Wie wir uns so mutterseelenallein vor dem gemütlichen Schlüsselbrett auf zwei Rohrstühlen gegenübersaßen, schlug der Gendarm einen verbindlichen Ton an. Er schnorrte eine meiner Marlboro, vente au Senegal, und erklärte: „Ich habe am Germanistischen Institut von Dakar einen längeren Kurs abgeschlossen. Leider klappte es später nicht mit einem Einsatz als Lehrer oder gar einem Ausflug nach Deutschland.“ Vor dem Begriff Deutschland setzte er eine Pause und sprach ihn aus, wie viele meiner Landsleute von Nordamerika bloß noch verklärt reden als >Den Staaten<. Er liebte die Deutschen also, das war ja nun nicht das Schlechteste.

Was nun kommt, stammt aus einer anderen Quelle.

//! Error types for sessions-core operations.
//!
//! Failures are contained at the boundary where they occur: a bad status
//! file is skipped, a missing index degrades to empty metadata, and only a
//! failure to list the watch directory itself aborts a scan cycle.

use std::path::PathBuf;

/// All errors that can occur in sessions-core operations.
#[derive(Debug, thiserror::Error)]
pub enum SessionsError {
    // ─────────────────────────────────────────────────────────────────────
    // Discovery Errors
    // ─────────────────────────────────────────────────────────────────────
    #[error("Home directory not found")]
    HomeDirNotFound,

    #[error("Session directory unavailable: {path}: {source}")]
    DirectoryUnavailable {
        path: PathBuf,
        #[source]
        source: std::io::Error,
    },

    #[error("Malformed status file: {path}: {details}")]
    MalformedStatusFile { path: PathBuf, details: String },

    // ─────────────────────────────────────────────────────────────────────
    // Watch & Mutation Errors
    // ─────────────────────────────────────────────────────────────────────
    #[error("Failed to delete status file: {path}: {source}")]
    DeleteFailed {
        path: PathBuf,
        #[source]
        source: std::io::Error,
    },

    #[error("Directory watch setup failed: {path}: {details}")]
    WatchSetupFailed { path: PathBuf, details: String },

    // ─────────────────────────────────────────────────────────────────────
    // I/O Errors
    // ─────────────────────────────────────────────────────────────────────
    #[error("I/O error: {context}: {source}")]
    Io {
        context: String,
        #[source]
        source: std::io::Error,
    },

    #[error("JSON serialization error: {context}: {source}")]
    Json {
        context: String,
        #[source]
        source: serde_json::Error,
    },
}

/// Convenience type alias for Results using SessionsError.
pub type Result<T> = std::result::Result<T, SessionsError>;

„Wo liegt Ihre Heimatstadt Leipzig, Herr Bondel?“, fragte er. „In Rheinland-Pfalz oder Schleswig?“
„Können Sie mir zunächst erklären, weshalb Sie mich vom Frühstückstisch aus hierher ...“ Ich kriegte mit jedem weiteren Wort etwas mehr beleidigte Courage in meine Stimme.
Monsieur Gendarm riss mit einem Ruck beide Arme hoch und zeigte mir das Weiße in seinen Handflächen. „Keine Aufregung, mein Herr. Bitte bloß das nicht. Es handelt sich lediglich um ein paar Routinefragen. Von Ihren Antworten hängt ab, ob ich Sie daraufhin laufen lasse oder leider mit mir nehmen muss.“
Ich stellte mir kurz die Arrestzelle auf einem senegalesischen Polizeirevier vor. Aber ein Ostdeutscher oder Ossi, wie uns die ganze deutschsprachige Welt mit liebevoller Nachsicht nennt, kapituliert bereits an diesem Punkt einer Behördenbefragung und kommt, im Gegensatz zu dem viel weitläufigeren Wessi, nie auf den Satz, der etwa so oder ähnlich lautet: „Alle weiteren Auskünfte erteile ich nur in Gegenwart meines Anwalts.“ Wir hatten eben vierzig Jahre lang keine echten Rechtsanwälte, nur mehr oder weniger echte Linksanwälte. Also murmelte ich, mein unschuldigstes Gesicht aufsetzend und im Inneren auf jede List eingestellt: „Fragen Sie doch bitte, Monsieur. Es macht mir nichts.“
Über die jetzt schon glutheiße Schwelle des First-Class-Hotels huschte ein etwas zu großer Gecko. Wahrscheinlich war es aber ein vor Kurzem geborener Leguan, denn die Geckos sind scheuer. Der naive Leguan strolchte bis zu den Beinen unserer Rohrstühle hin, schnupperte nach dem Butterklecks auf meiner weißen Socke, flitzte jedoch gleich blitzartig nach draußen, als ich mit heftigem Ruck den Fuß fortzog.
„Sie sind also Karl Bondel, wohnhaft in Leipzig, Karl-Liebknecht-Straße 263, von Beruf Journalist?“ Sall las die Textgrundlage aus meiner Hotelanmeldung und dem druckfrischen Reisepass ab, hielt beides jedoch in der weltweit verbreiteten Polizistenart, sodass ich keinen Blick darauf werfen konnte. Der Mann verstand sein Handwerk.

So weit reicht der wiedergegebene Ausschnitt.